PROBLEM. Your answer should be every line of the records that contains the word "ApiError".

====== GIVEN ENTRIES ======

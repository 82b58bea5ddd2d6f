//! Prelude module for the rdams client library
//!
//! This module re-exports the most commonly used items from the library,
//! providing a convenient way to import everything needed for typical usage
//! with a single `use rdams_client::prelude::*;` statement.
//!
//! # Usage
//!
//! ```rust,no_run
//! use rdams_client::prelude::*;
//!
//! #[tokio::main]
//! async fn main() -> Result<()> {
//!     let config = AppConfig::load(None).await?;
//!     let router = Router::new(config.base_url()?, &config.download.root);
//!     let route = router.route(&ApiCommand::Status {
//!         request_index: None,
//!         dsid: None,
//!     })?;
//!     println!("{} {}", route.request.method, route.request.url);
//!     Ok(())
//! }
//! ```

// Core result types
pub use crate::errors::{AppError, Result};

// Essential app components
pub use crate::app::{
    ApiCommand, ApiRequest, BulkDownloader, ClientConfig, ControlFile, DatasetId,
    DownloadSummary, FileManifest, ProgressSink, RdaClient, RequestExecutor, RequestIndex,
    ResponseBody, RetryPolicy, Router, Transport,
};

// Authentication
pub use crate::auth::{
    get_auth_status, resolve_credentials, AuthStatus, CredentialPrompt, CredentialStore,
    Credentials,
};

// Configuration
pub use crate::config::AppConfig;

// Commonly used constants
pub use crate::constants::{
    DEFAULT_DOWNLOAD_ATTEMPTS, DEFAULT_RATE_LIMIT_RPS, ENV_PASSWORD, ENV_USERNAME, USER_AGENT,
};

pub use std::path::{Path, PathBuf};

pub use tokio;
//! Error types for the RDA client
//!
//! This module defines the error types for every component of the application.
//! Each failure class maps to its own process exit code through
//! [`AppError::exit_code`].

use std::path::PathBuf;
use thiserror::Error;

use crate::constants::{exit, rda};

/// Command-line usage errors
#[derive(Error, Debug)]
pub enum UsageError {
    /// A required positional argument was not given
    #[error("Missing required argument.\nUsage: \n{usage}")]
    MissingArgument { usage: String },

    /// Dataset id does not normalize to a canonical `dsNNN.N`
    #[error("'{id}' is not valid.")]
    InvalidDatasetId { id: String },

    /// Request index is empty or would escape its path segment
    #[error("'{index}' is not a valid request index.")]
    InvalidRequestIndex { index: String },
}

/// Authentication-related errors
#[derive(Error, Debug)]
pub enum AuthError {
    /// Second consecutive 401 from the API
    #[error(
        "RDA username and password invalid, or you are not authorized to access this dataset.\nPlease verify your login information at {}.",
        rda::ACCOUNT_URL
    )]
    InvalidCredentials,

    /// Interactive input was rejected
    #[error("Invalid credentials input: {reason}")]
    InvalidInput { reason: String },

    /// Reading from the terminal failed
    #[error("Failed to read credentials from the terminal")]
    Prompt(#[source] std::io::Error),

    /// Credential file could not be read, written or removed
    #[error("Credential file error: {path}")]
    CredentialStorage {
        path: PathBuf,
        #[source]
        source: std::io::Error,
    },

    /// HTTP request failed during the session login
    #[error("HTTP request failed during login")]
    Http(#[from] reqwest::Error),

    /// Session login was refused by the server
    #[error("RDA login failed with HTTP {status}. Please check your credentials and try again")]
    LoginFailed { status: u16 },
}

/// REST API call errors
#[derive(Error, Debug)]
pub enum ApiError {
    /// Transport-level failure (connection, DNS, timeout)
    #[error("HTTP request failed: {0}")]
    Http(#[from] reqwest::Error),

    /// Server answered with a non-success status other than a retried 401
    #[error("Server error: HTTP {status}\n{body}")]
    Status { status: u16, body: String },

    /// Server answered with a plain-text message where JSON was expected
    #[error("{0}")]
    ServerMessage(String),

    /// Endpoint URL could not be built
    #[error("Invalid URL: {url} - {error}")]
    InvalidUrl { url: String, error: String },
}

/// Control file parsing errors
#[derive(Error, Debug)]
pub enum ControlFileError {
    /// Control file could not be read
    #[error("Failed to read control file: {path}")]
    Io {
        path: PathBuf,
        #[source]
        source: std::io::Error,
    },

    /// A non-comment line without `=`
    #[error("Malformed control file line {line} in {path}: '{content}' (expected key=value)")]
    MalformedLine {
        path: PathBuf,
        line: usize,
        content: String,
    },
}

/// Download and file output errors
#[derive(Error, Debug)]
pub enum DownloadError {
    /// HTTP request error
    #[error("HTTP request failed")]
    Http(#[from] reqwest::Error),

    /// I/O error on a local file or directory
    #[error("File I/O error: {path}")]
    Io {
        path: PathBuf,
        #[source]
        source: std::io::Error,
    },

    /// Server returned error status for a file
    #[error("Server error: HTTP {status} for {url}")]
    ServerError { status: u16, url: String },

    /// Invalid URL provided
    #[error("Invalid URL: {url} - {error}")]
    InvalidUrl { url: String, error: String },

    /// Manifest entry cannot be mapped to a local file
    #[error("Invalid manifest: {reason}")]
    InvalidManifest { reason: String },

    /// Every attempt for a file failed
    #[error("Maximum attempts ({attempts}) exceeded downloading {file}: {last_error}")]
    MaxRetriesExceeded {
        file: String,
        attempts: u32,
        last_error: String,
    },
}

impl DownloadError {
    /// Whether another attempt at the same file could succeed
    ///
    /// Malformed URLs and client errors other than 408 and 429 are permanent.
    pub fn is_retryable(&self) -> bool {
        match self {
            DownloadError::InvalidUrl { .. } | DownloadError::InvalidManifest { .. } => false,
            DownloadError::ServerError { status, .. } => {
                !(400..500).contains(status) || matches!(status, 408 | 429)
            }
            _ => true,
        }
    }
}

/// Configuration errors
#[derive(Error, Debug)]
pub enum ConfigError {
    /// Configuration file not found
    #[error("Configuration file not found: {path}")]
    NotFound { path: PathBuf },

    /// Configuration file could not be read
    #[error("Failed to read configuration file: {path}")]
    Io {
        path: PathBuf,
        #[source]
        source: std::io::Error,
    },

    /// Invalid configuration format
    #[error("Invalid configuration format in {path}: {source}")]
    InvalidFormat {
        path: PathBuf,
        #[source]
        source: toml::de::Error,
    },

    /// Invalid configuration value
    #[error("Invalid configuration value for {field}: {value}. {reason}")]
    InvalidValue {
        field: String,
        value: String,
        reason: String,
    },
}

/// Top-level application error that can represent any error type
#[derive(Error, Debug)]
pub enum AppError {
    #[error(transparent)]
    Usage(#[from] UsageError),

    #[error(transparent)]
    Auth(#[from] AuthError),

    #[error(transparent)]
    Api(#[from] ApiError),

    #[error(transparent)]
    ControlFile(#[from] ControlFileError),

    #[error(transparent)]
    Download(#[from] DownloadError),

    #[error(transparent)]
    Config(#[from] ConfigError),

    /// Local file error outside the download directory
    #[error("File I/O error: {path}")]
    Io {
        path: PathBuf,
        #[source]
        source: std::io::Error,
    },

    /// Generic application error with context
    #[error("Application error: {message}")]
    Generic { message: String },
}

impl AppError {
    /// Create a generic application error with a message
    pub fn generic(message: impl Into<String>) -> Self {
        Self::Generic {
            message: message.into(),
        }
    }

    /// Wrap an I/O error with the path it concerns
    pub fn io(path: impl Into<PathBuf>, source: std::io::Error) -> Self {
        Self::Io {
            path: path.into(),
            source,
        }
    }

    /// Get error category for logging
    pub fn category(&self) -> &'static str {
        match self {
            AppError::Usage(_) => "usage",
            AppError::Auth(_) => "authentication",
            AppError::Api(ApiError::ServerMessage(_)) => "server_message",
            AppError::Api(_) => "api",
            AppError::ControlFile(_) => "control_file",
            AppError::Download(_) => "download",
            AppError::Config(_) => "config",
            AppError::Io { .. } => "io",
            AppError::Generic { .. } => "generic",
        }
    }

    /// Process exit code for this failure class
    pub fn exit_code(&self) -> i32 {
        match self {
            AppError::Usage(_) | AppError::Config(_) => exit::USAGE,
            AppError::Auth(AuthError::CredentialStorage { .. }) => exit::FILE,
            AppError::Auth(_) => exit::AUTH,
            AppError::Api(ApiError::ServerMessage(_)) => exit::SERVER_MESSAGE,
            AppError::Api(_) => exit::NETWORK,
            AppError::ControlFile(ControlFileError::Io { .. }) => exit::FILE,
            AppError::ControlFile(ControlFileError::MalformedLine { .. }) => exit::USAGE,
            AppError::Download(DownloadError::Io { .. }) => exit::FILE,
            AppError::Download(DownloadError::InvalidManifest { .. }) => exit::SERVER_MESSAGE,
            AppError::Download(_) => exit::NETWORK,
            AppError::Io { .. } => exit::FILE,
            AppError::Generic { .. } => exit::OTHER,
        }
    }
}

/// Result type alias for convenience
pub type Result<T> = std::result::Result<T, AppError>;

/// Authentication result type alias
pub type AuthResult<T> = std::result::Result<T, AuthError>;

/// API result type alias
pub type ApiResult<T> = std::result::Result<T, ApiError>;

/// Download result type alias
pub type DownloadResult<T> = std::result::Result<T, DownloadError>;

/// Usage result type alias
pub type UsageResult<T> = std::result::Result<T, UsageError>;

/// Error raised by the authenticated executor: either the credential flow or the call itself
#[derive(Error, Debug)]
pub enum ExecuteError {
    #[error(transparent)]
    Auth(#[from] AuthError),

    #[error(transparent)]
    Api(#[from] ApiError),
}

impl From<ExecuteError> for AppError {
    fn from(error: ExecuteError) -> Self {
        match error {
            ExecuteError::Auth(e) => AppError::Auth(e),
            ExecuteError::Api(e) => AppError::Api(e),
        }
    }
}

#[cfg(test)]
mod tests {
    use super::*;

    #[test]
    fn test_permanent_download_errors_are_not_retryable() {
        let server_error = |status| DownloadError::ServerError {
            status,
            url: "https://rda.ucar.edu/dsrqst/file1.nc".to_string(),
        };

        assert!(!server_error(404).is_retryable());
        assert!(!server_error(403).is_retryable());
        assert!(server_error(429).is_retryable());
        assert!(server_error(503).is_retryable());
        assert!(!DownloadError::InvalidUrl {
            url: "a/b/file1.nc".to_string(),
            error: "relative URL without a base".to_string(),
        }
        .is_retryable());
    }

    #[test]
    fn test_exit_codes_per_class() {
        let usage = AppError::Usage(UsageError::InvalidDatasetId {
            id: "ds08".to_string(),
        });
        assert_eq!(usage.exit_code(), exit::USAGE);

        let auth = AppError::Auth(AuthError::InvalidCredentials);
        assert_eq!(auth.exit_code(), exit::AUTH);
        assert_eq!(auth.category(), "authentication");

        let status = AppError::Api(ApiError::Status {
            status: 500,
            body: String::new(),
        });
        assert_eq!(status.exit_code(), exit::NETWORK);

        let message = AppError::Api(ApiError::ServerMessage("Request not ready".into()));
        assert_eq!(message.exit_code(), exit::SERVER_MESSAGE);
        assert_eq!(message.category(), "server_message");

        let io = AppError::io(
            "rda_request_1",
            std::io::Error::new(std::io::ErrorKind::PermissionDenied, "denied"),
        );
        assert_eq!(io.exit_code(), exit::FILE);
    }

    #[test]
    fn test_messages_name_the_problem() {
        let err = UsageError::InvalidDatasetId {
            id: "ds08".to_string(),
        };
        assert_eq!(err.to_string(), "'ds08' is not valid.");

        let err = AuthError::InvalidCredentials;
        assert!(err.to_string().contains("verify your login information"));

        let err = ApiError::ServerMessage("Request 123 is not complete".to_string());
        assert_eq!(err.to_string(), "Request 123 is not complete");

        let err = ControlFileError::MalformedLine {
            path: PathBuf::from("ctl.txt"),
            line: 3,
            content: "startdate".to_string(),
        };
        assert!(err.to_string().contains("line 3"));
        assert!(err.to_string().contains("ctl.txt"));
    }

    #[test]
    fn test_execute_error_conversion() {
        let app: AppError = ExecuteError::Auth(AuthError::InvalidCredentials).into();
        assert!(matches!(app, AppError::Auth(AuthError::InvalidCredentials)));

        let app: AppError = ExecuteError::Api(ApiError::Status {
            status: 404,
            body: "not found".into(),
        })
        .into();
        assert_eq!(app.exit_code(), exit::NETWORK);
    }
}
//! Configuration management for the RDA client
//!
//! Every setting has a default, so no configuration file is required. A file
//! is looked up in the working directory and then the user config directory;
//! a few environment variables override it afterwards.

use std::env;
use std::path::{Path, PathBuf};
use std::time::Duration;

use serde::{Deserialize, Serialize};
use tracing::debug;
use url::Url;

use crate::app::{ClientConfig, RetryPolicy};
use crate::constants::{auth, env as env_constants, files, http, limits, rda};
use crate::errors::{AppError, ConfigError, Result};

/// Unified application configuration for TOML serialization
#[derive(Debug, Clone, PartialEq, Serialize, Deserialize, Default)]
#[serde(default)]
pub struct AppConfig {
    /// API endpoints
    pub api: ApiConfigToml,
    /// HTTP client settings
    pub client: ClientConfigToml,
    /// Credential file location
    pub credentials: CredentialsConfigToml,
    /// Bulk download settings
    pub download: DownloadConfigToml,
    /// Logging configuration
    pub logging: LoggingConfig,
}

/// API endpoint configuration
#[derive(Debug, Clone, PartialEq, Serialize, Deserialize)]
#[serde(default)]
pub struct ApiConfigToml {
    /// Base URL all API paths are relative to
    pub base_url: String,
    /// Login form used to establish a download session
    pub login_url: String,
}

impl Default for ApiConfigToml {
    fn default() -> Self {
        Self {
            base_url: rda::BASE_URL.to_string(),
            login_url: rda::LOGIN_URL.to_string(),
        }
    }
}

/// TOML-friendly client configuration
#[derive(Debug, Clone, PartialEq, Serialize, Deserialize)]
#[serde(default)]
pub struct ClientConfigToml {
    /// Deadline for each API call, e.g. "10m". File downloads have none.
    #[serde(with = "humantime_serde")]
    pub request_timeout: Duration,
    /// Connect timeout, e.g. "30s"
    #[serde(with = "humantime_serde")]
    pub connect_timeout: Duration,
    /// Rate limit (requests per second)
    pub rate_limit_rps: u32,
}

impl Default for ClientConfigToml {
    fn default() -> Self {
        Self {
            request_timeout: http::DEFAULT_TIMEOUT,
            connect_timeout: http::CONNECT_TIMEOUT,
            rate_limit_rps: limits::DEFAULT_RATE_LIMIT_RPS,
        }
    }
}

/// Credential file configuration
#[derive(Debug, Clone, PartialEq, Serialize, Deserialize)]
#[serde(default)]
pub struct CredentialsConfigToml {
    /// Plaintext `username,password` file
    pub file: PathBuf,
}

impl Default for CredentialsConfigToml {
    fn default() -> Self {
        Self {
            file: PathBuf::from(auth::CREDENTIAL_FILE),
        }
    }
}

/// Bulk download configuration
#[derive(Debug, Clone, PartialEq, Serialize, Deserialize)]
#[serde(default)]
pub struct DownloadConfigToml {
    /// Directory that `rda_request_<index>` directories are created in
    pub root: PathBuf,
    /// Attempts per file before the download is abandoned
    pub max_attempts: u32,
    /// Delay before the first retry; doubles after each failure
    #[serde(with = "humantime_serde")]
    pub retry_base_delay: Duration,
    /// Use an animated progress bar when stdout is a terminal
    pub progress_bars: bool,
}

impl Default for DownloadConfigToml {
    fn default() -> Self {
        Self {
            root: PathBuf::from("."),
            max_attempts: limits::DEFAULT_DOWNLOAD_ATTEMPTS,
            retry_base_delay: limits::RETRY_BASE_DELAY,
            progress_bars: true,
        }
    }
}

/// Logging configuration
#[derive(Debug, Clone, PartialEq, Serialize, Deserialize)]
#[serde(default)]
pub struct LoggingConfig {
    /// Log level used when no verbosity flag is given
    pub level: String,
}

impl Default for LoggingConfig {
    fn default() -> Self {
        Self {
            level: "warn".to_string(),
        }
    }
}

impl AppConfig {
    /// Load configuration with multi-source precedence:
    /// 1. Default values
    /// 2. Config file (explicit, else the first one found)
    /// 3. Environment variables
    ///
    /// # Errors
    ///
    /// Returns `ConfigError::NotFound` if an explicit file does not exist,
    /// and `ConfigError::InvalidFormat` or `ConfigError::InvalidValue` for a
    /// file that cannot be used.
    pub async fn load(config_file_override: Option<PathBuf>) -> Result<Self> {
        let config_path = match config_file_override {
            Some(path) => {
                if !tokio::fs::try_exists(&path).await.unwrap_or(false) {
                    return Err(ConfigError::NotFound { path }.into());
                }
                Some(path)
            }
            None => Self::find_config_file(),
        };

        let mut config = match config_path {
            Some(path) => Self::load_from_file(&path).await?,
            None => Self::default(),
        };

        config.apply_env_overrides(|key| env::var(key).ok());
        config.validate()?;
        Ok(config)
    }

    /// Find configuration file in standard locations
    fn find_config_file() -> Option<PathBuf> {
        let mut search_paths = vec![PathBuf::from(files::LOCAL_CONFIG_FILE)];
        if let Some(path) = Self::default_config_path() {
            search_paths.push(path);
        }

        let found = search_paths.into_iter().find(|path| path.is_file());
        match &found {
            Some(path) => debug!("Found config file: {}", path.display()),
            None => debug!("No config file found in standard locations"),
        }
        found
    }

    /// Get the default config file path for the current user
    pub fn default_config_path() -> Option<PathBuf> {
        dirs::config_dir().map(|dir| dir.join(files::CONFIG_DIR_NAME).join("config.toml"))
    }

    /// Load configuration from a TOML file
    async fn load_from_file(path: &Path) -> Result<Self> {
        let content =
            tokio::fs::read_to_string(path)
                .await
                .map_err(|source| ConfigError::Io {
                    path: path.to_path_buf(),
                    source,
                })?;

        let config = Self::from_toml(&content, path)?;
        debug!("Loaded configuration from: {}", path.display());
        Ok(config)
    }

    fn from_toml(content: &str, path: &Path) -> Result<Self> {
        toml::from_str(content).map_err(|source| {
            ConfigError::InvalidFormat {
                path: path.to_path_buf(),
                source,
            }
            .into()
        })
    }

    /// Apply `RDAMS_*` overrides; `lookup` returns a variable's value if set
    pub fn apply_env_overrides<F>(&mut self, lookup: F)
    where
        F: Fn(&str) -> Option<String>,
    {
        let lookup = |key: &str| lookup(key).filter(|value| !value.is_empty());

        if let Some(value) = lookup(env_constants::BASE_URL) {
            debug!("Base URL overridden from environment");
            self.api.base_url = value;
        }
        if let Some(value) = lookup(env_constants::LOGIN_URL) {
            debug!("Login URL overridden from environment");
            self.api.login_url = value;
        }
        if let Some(value) = lookup(env_constants::CREDENTIAL_FILE) {
            self.credentials.file = PathBuf::from(value);
        }
        if let Some(value) = lookup(env_constants::DOWNLOAD_ROOT) {
            self.download.root = PathBuf::from(value);
        }
    }

    /// Check values that would otherwise fail later at runtime
    pub fn validate(&self) -> Result<()> {
        parse_url("api.base_url", &self.api.base_url)?;
        parse_url("api.login_url", &self.api.login_url)?;

        if self.client.rate_limit_rps == 0 {
            return Err(invalid_value(
                "client.rate_limit_rps",
                "0",
                "Rate limit must be non-zero",
            ));
        }
        if self.download.max_attempts == 0 {
            return Err(invalid_value(
                "download.max_attempts",
                "0",
                "At least one attempt is required",
            ));
        }
        Ok(())
    }

    pub fn base_url(&self) -> Result<Url> {
        parse_url("api.base_url", &self.api.base_url)
    }

    pub fn login_url(&self) -> Result<Url> {
        parse_url("api.login_url", &self.api.login_url)
    }

    /// Convert to runtime ClientConfig
    pub fn client_config(&self) -> ClientConfig {
        ClientConfig {
            request_timeout: self.client.request_timeout,
            connect_timeout: self.client.connect_timeout,
            rate_limit_rps: self.client.rate_limit_rps,
        }
    }

    /// Convert to the per-file retry policy
    pub fn retry_policy(&self) -> RetryPolicy {
        RetryPolicy {
            max_attempts: self.download.max_attempts,
            base_delay: self.download.retry_base_delay,
        }
    }

    /// Effective configuration as TOML
    pub fn to_toml(&self) -> Result<String> {
        toml::to_string_pretty(self)
            .map_err(|e| AppError::generic(format!("Failed to serialize configuration: {}", e)))
    }
}

fn parse_url(field: &str, value: &str) -> Result<Url> {
    Url::parse(value).map_err(|e| invalid_value(field, value, &e.to_string()))
}

fn invalid_value(field: &str, value: &str, reason: &str) -> AppError {
    ConfigError::InvalidValue {
        field: field.to_string(),
        value: value.to_string(),
        reason: reason.to_string(),
    }
    .into()
}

======

RESULT OF THIS EXERCISE.
pub enum ApiError {
    Api(#[from] ApiError),
            AppError::Api(ApiError::ServerMessage(_)) => "server_message",
            AppError::Api(ApiError::ServerMessage(_)) => exit::SERVER_MESSAGE,
pub type ApiResult<T> = std::result::Result<T, ApiError>;
    Api(#[from] ApiError),
        let status = AppError::Api(ApiError::Status {
        let message = AppError::Api(ApiError::ServerMessage("Request not ready".into()));
        let err = ApiError::ServerMessage("Request 123 is not complete".to_string());
        let app: AppError = ExecuteError::Api(ApiError::Status {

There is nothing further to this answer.